With much of the nation working from home people are having to adapt to a whole new way of working. Many are getting to grips with it as the new normal, and many employers are saying they intend to keep remote working even when the epidemic is over. However, there is a lot of confusion over the different meanings of “home working”, “remote working” and “flexible working”.
COVID-19 has made home-working essential for many employees. Not everyone likes it and employers shouldn’t think it is some kind of treat. Most home-workers find they are spending more time at their desk rather than less.
Most British people are used to a 9-5 working day, interrupted by a snack lunch and the odd coffee break, but is this even feasible when working in your own makeshift office? Who covers your desk while you fetch food or need the restroom? Zoom or Teams calls seem to dominate every hour, and there are often heaps of extra work to cover for team members off-sick or in isolation.

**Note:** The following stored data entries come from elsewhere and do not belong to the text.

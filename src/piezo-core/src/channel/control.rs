// SPDX-FileCopyrightText: 2025 Stanislaw Grams <stanislawgrams@gmail.com>
//
// SPDX-License-Identifier: BSD-2-Clause

//! Operable handle for one actuator channel.

use std::fmt;
use std::sync::Arc;
use std::time::Duration;

use tokio::sync::watch;
use tokio::time::{self, Instant};
use tracing::{debug, info, warn};

use super::events::{ChannelEventEmitter, ChannelListener, ListenerId};
use super::gate::SettingsGate;
use super::machine::{ChannelEvent, ChannelState, ChannelStateMachine};
use super::policies::{ChannelOptions, SettleOutcome};
use super::poller::{HalSampler, Poller};
use super::snapshot::PollSnapshot;
use crate::error::{PiezoError, PiezoResult};
use crate::hal::{ChannelHandle, Configuration, DeviceInfo};
use crate::session::SessionLink;

/// One channel of an open session.
///
/// Obtained from [`Session::channel`](crate::Session::channel). Every
/// operation fails with [`PiezoError::SessionClosed`] once the owning
/// session has been closed.
pub struct Channel {
    link: Arc<SessionLink>,
    index: u16,
    handle: ChannelHandle,
    machine: ChannelStateMachine,
    gate: SettingsGate,
    poller: Poller,
    emitter: Arc<ChannelEventEmitter>,
    options: ChannelOptions,
    configuration: Option<Configuration>,
    last_output: Option<f64>,
}

impl Channel {
    pub(crate) fn new(
        link: Arc<SessionLink>,
        index: u16,
        handle: ChannelHandle,
        options: ChannelOptions,
    ) -> Self {
        let emitter = Arc::new(ChannelEventEmitter::new());
        let gate = SettingsGate::new(
            Arc::clone(&link.hal),
            handle,
            options.ready_check_interval,
        );
        let poller = Poller::new(index, options.degrade_after, Arc::clone(&emitter))
            .with_session(link.closed());
        let mut channel = Self {
            link,
            index,
            handle,
            machine: ChannelStateMachine::new(),
            gate,
            poller,
            emitter,
            options,
            configuration: None,
            last_output: None,
        };
        channel.transition(ChannelEvent::Acquired);
        channel
    }

    pub fn index(&self) -> u16 {
        self.index
    }

    pub fn handle(&self) -> ChannelHandle {
        self.handle
    }

    /// Device id of this channel, e.g. "71000123-1".
    pub fn device_id(&self) -> String {
        self.link.identity.channel_id(self.index)
    }

    pub fn state(&self) -> ChannelState {
        if self.link.is_open() {
            self.machine.state()
        } else {
            ChannelState::Closed
        }
    }

    pub fn configuration(&self) -> Option<&Configuration> {
        self.configuration.as_ref()
    }

    pub fn is_configured(&self) -> bool {
        self.state().is_configured()
    }

    pub fn is_enabled(&self) -> bool {
        self.state().is_enabled()
    }

    pub fn is_polling(&self) -> bool {
        self.poller.is_running()
    }

    /// Sampling period of the running poll loop.
    pub fn poll_period(&self) -> Option<Duration> {
        self.poller.period()
    }

    /// State changes since the channel was acquired, including the first.
    pub fn transition_count(&self) -> u64 {
        self.machine.transition_count()
    }

    /// Last setpoint successfully sent through [`set_output`](Self::set_output).
    pub fn last_output(&self) -> Option<f64> {
        self.last_output
    }

    pub fn register_listener(&self, listener: Arc<dyn ChannelListener>) -> ListenerId {
        self.emitter.register(listener)
    }

    pub fn unregister_listener(&self, id: ListenerId) {
        self.emitter.unregister(id);
    }

    /// Non-blocking check of the device's settings-loaded flag.
    pub async fn is_settings_ready(&mut self) -> PiezoResult<bool> {
        self.check_open()?;
        self.gate.is_ready().await
    }

    /// Wait for the device to push its settings, then load the configuration.
    ///
    /// On timeout the channel stays in SettingsPending; the caller may
    /// continue with [`override_settings`](Self::override_settings).
    pub async fn await_settings(&mut self, timeout: Duration) -> PiezoResult<Duration> {
        self.check_open()?;
        if self.machine.state().is_configured() {
            return Ok(Duration::ZERO);
        }
        let waited = self.gate.await_ready(timeout).await?;
        self.load_configuration().await?;
        self.transition(ChannelEvent::SettingsLoaded);
        Ok(waited)
    }

    /// Continue without confirmed settings, using whatever the device reports.
    pub async fn override_settings(&mut self) -> PiezoResult<()> {
        self.check_open()?;
        let state = self.machine.state();
        if state.is_configured() {
            return Ok(());
        }
        if state != ChannelState::SettingsPending {
            return Err(PiezoError::InvalidState {
                op: "override settings",
                state,
            });
        }
        warn!(
            "Channel {} continuing without confirmed device settings",
            self.index
        );
        self.load_configuration().await?;
        self.transition(ChannelEvent::SettingsOverridden);
        Ok(())
    }

    pub async fn reload_configuration(&mut self) -> PiezoResult<&Configuration> {
        self.check_open()?;
        let state = self.machine.state();
        if !state.is_configured() {
            return Err(PiezoError::InvalidState {
                op: "reload configuration",
                state,
            });
        }
        self.load_configuration().await
    }

    async fn load_configuration(&mut self) -> PiezoResult<&Configuration> {
        let config = self
            .link
            .hal
            .read_configuration(self.handle)
            .await
            .map_err(|e| PiezoError::device("read_configuration", e))?;
        info!(
            "Channel {} configuration: device {}, max output {} V",
            self.index, config.device_id, config.max_output
        );
        Ok(self.configuration.insert(config))
    }

    pub fn max_output(&self) -> Option<f64> {
        self.configuration.as_ref().map(|c| c.max_output)
    }

    pub fn start_polling(&mut self, period: Duration) -> PiezoResult<()> {
        self.check_open()?;
        let sampler = Arc::new(HalSampler::new(Arc::clone(&self.link.hal), self.handle));
        self.poller.start(sampler, period)
    }

    /// Stop background sampling. Safe to call when not polling.
    pub async fn stop_polling(&mut self) {
        self.poller.stop().await;
    }

    pub fn snapshot(&self) -> PollSnapshot {
        self.poller.snapshot()
    }

    pub fn subscribe(&self) -> watch::Receiver<PollSnapshot> {
        self.poller.subscribe()
    }

    pub async fn wait_for_sample(&self, timeout: Duration) -> Option<PollSnapshot> {
        self.poller.wait_for_sample(timeout).await
    }

    /// Enable the output stage and wait for the device to acknowledge it.
    pub async fn enable(&mut self) -> PiezoResult<SettleOutcome> {
        self.check_open()?;
        let state = self.machine.state();
        if !state.can_enable() {
            return Err(PiezoError::InvalidState { op: "enable", state });
        }
        self.link
            .hal
            .set_enabled(self.handle, true)
            .await
            .map_err(|e| PiezoError::device("set_enabled", e))?;
        self.transition(ChannelEvent::Enabled);

        let outcome = self.settle(true).await;
        self.log_settle("enable", outcome);
        Ok(outcome)
    }

    /// Disable the output stage. The channel returns to Ready once settled.
    pub async fn disable(&mut self) -> PiezoResult<SettleOutcome> {
        self.check_open()?;
        let state = self.machine.state();
        if !state.is_enabled() {
            return Err(PiezoError::InvalidState {
                op: "disable",
                state,
            });
        }
        self.link
            .hal
            .set_enabled(self.handle, false)
            .await
            .map_err(|e| PiezoError::device("set_enabled", e))?;
        self.transition(ChannelEvent::Disabled);

        let outcome = self.settle(false).await;
        self.log_settle("disable", outcome);
        self.transition(ChannelEvent::Settled);
        Ok(outcome)
    }

    /// Command a new output voltage.
    ///
    /// Requires Enabled and `0 <= value <= max_output`; nothing is sent to
    /// the device otherwise.
    pub async fn set_output(&mut self, value: f64) -> PiezoResult<()> {
        self.check_open()?;
        let state = self.machine.state();
        if !state.is_enabled() {
            return Err(PiezoError::NotEnabled(state));
        }
        let max = self.max_output().ok_or(PiezoError::InvalidState {
            op: "set output",
            state,
        })?;
        if !value.is_finite() || value < 0.0 || value > max {
            return Err(PiezoError::OutOfRange { value, max });
        }

        self.link
            .hal
            .write_setpoint(self.handle, value)
            .await
            .map_err(|e| PiezoError::device("write_setpoint", e))?;
        self.last_output = Some(value);
        debug!("Channel {} output set to {} V", self.index, value);
        self.emitter.notify_output_command(self.index, value);
        Ok(())
    }

    /// Read the output setpoint directly from the device.
    pub async fn output(&mut self) -> PiezoResult<f64> {
        self.check_open()?;
        self.link
            .hal
            .read_setpoint(self.handle)
            .await
            .map_err(|e| PiezoError::device("read_setpoint", e))
    }

    pub async fn device_info(&mut self) -> PiezoResult<DeviceInfo> {
        self.check_open()?;
        self.link
            .hal
            .device_info(self.handle)
            .await
            .map_err(|e| PiezoError::device("device_info", e))
    }

    fn check_open(&mut self) -> PiezoResult<()> {
        if self.link.is_open() {
            return Ok(());
        }
        self.transition(ChannelEvent::SessionClosed);
        Err(PiezoError::SessionClosed)
    }

    fn transition(&mut self, event: ChannelEvent) -> bool {
        let old = self.machine.state();
        if !self.machine.process_event(event) {
            return false;
        }
        let new = self.machine.state();
        debug!("Channel {} state {} -> {}", self.index, old, new);
        self.emitter.notify_state_change(self.index, old, new);
        true
    }

    /// Wait for the reported enabled flag to match `enabled`.
    async fn settle(&self, enabled: bool) -> SettleOutcome {
        let policy = &self.options.settle;
        let start = Instant::now();
        loop {
            match self.link.hal.read_status(self.handle).await {
                Ok(status) => match status.enabled {
                    Some(flag) if flag == enabled => {
                        return SettleOutcome::Acknowledged(start.elapsed());
                    }
                    Some(_) => {}
                    None => {
                        time::sleep(policy.min_settle).await;
                        return SettleOutcome::Assumed(start.elapsed());
                    }
                },
                Err(e) => warn!("Channel {} status read while settling: {}", self.index, e),
            }
            if start.elapsed() >= policy.max_wait {
                return SettleOutcome::TimedOut(start.elapsed());
            }
            time::sleep(policy.check_interval).await;
        }
    }

    fn log_settle(&self, op: &str, outcome: SettleOutcome) {
        match outcome {
            SettleOutcome::Acknowledged(d) => {
                debug!("Channel {} {} acknowledged after {:?}", self.index, op, d)
            }
            SettleOutcome::Assumed(d) => info!(
                "Channel {} cannot report enable state; assumed {} after {:?}",
                self.index, op, d
            ),
            SettleOutcome::TimedOut(d) => warn!(
                "Channel {} {} not confirmed by device after {:?}",
                self.index, op, d
            ),
        }
    }
}

impl fmt::Debug for Channel {
    fn fmt(&self, f: &mut fmt::Formatter<'_>) -> fmt::Result {
        f.debug_struct("Channel")
            .field("index", &self.index)
            .field("handle", &self.handle)
            .field("state", &self.state())
            .field("configuration", &self.configuration)
            .finish_non_exhaustive()
    }
}

impl Drop for Channel {
    fn drop(&mut self) {
        self.link.release(self.index);
    }
}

With less support and spare cash around it is hard to put a client’s work on the back burner. For many of us “no more 9-5” means 7-10.
The “home office” is a bit of a myth. Often it means a table in the corner. Those who share houses have to contend for space and deal with constant interruptions. Children understand it when you are out, but not why you ignore them when you are in. Your phone is critical for work but still receiving domestic calls, and each time you get up for a breather you are faced with household chores waiting to be done. If you can’t focus, you end up working into the early hours and the fatigue wears you down. The self-employed could have told you – home working is no bed of roses. There are also thousands of people to tell you it can work, and it is worth it.
As the name implies, flexible working is flexible: it can mean working from home for certain days or hours, going part-time for a while, job-sharing arrangements, or being allowed to compress your contracted hours into long and short shifts. It basically means you can vary when and where you work providing the job gets done. It also means letting your worker come into the office to do a 9-5 if they want to – many will.
Flexibility is great for people with young families or other family members to care for, or who have two jobs, or who want to study. Some people hate flexibility, others love it – and work better as a result but the main advantages for employers is economic – they need less desks, chairs, computers and office space and their utility bills are lower. Because employees save money on petrol, season tickets and childcare fees they can afford to take jobs that pay less money. That means smaller businesses who can’t afford high wages can procure skilled staff who otherwise would have been unaffordable.
Not all jobs can be flexible. Nurses and firefighters can hardly choose to be on duty when it suits them, and most 9-5 shops need 9-5 workers. However, if your workload can be adequately covered you have a right to ask your employer for flexible work arrangements. In fact, employers who refuse in unreasonable circumstances (for example, your motive is pregnancy related and the proposed arrangement still allows you to do your job) they risk litigation for discrimination or unfair dismissal.
The main risk for inflexible employers however is getting left behind by more progressive and sensible companies.
Home working is one type of remote working but so too is completing work on the train with a laptop or accessing office documents from a layby on your smartphone. Remote working is made possible by digital services and media; websites, Cloud software, VPNs, IP telephony, instant messaging, conferencing software and social media platforms.
Remote working is potentially a huge asset for both employees and employers. Without it, the lockdown would be economically impossible. Without it – commuting is a pure waste of time. Without it, the logistics of organising mobile engineers, drivers and salespeople would be half as efficient. The ability to support remote workers also allows employers to be flexible – and that attracts and retains their valuable skilled workforce.
It is no coincidence that the businesses that have done worst during the lockdown – bars and restaurants – are those least able to work remotely. Now that COVID-19 has drummed the lesson in, every business should be improving its web presence and re-structuring itself on platforms that support more flexible kinds of work pattern – such as the Cloud.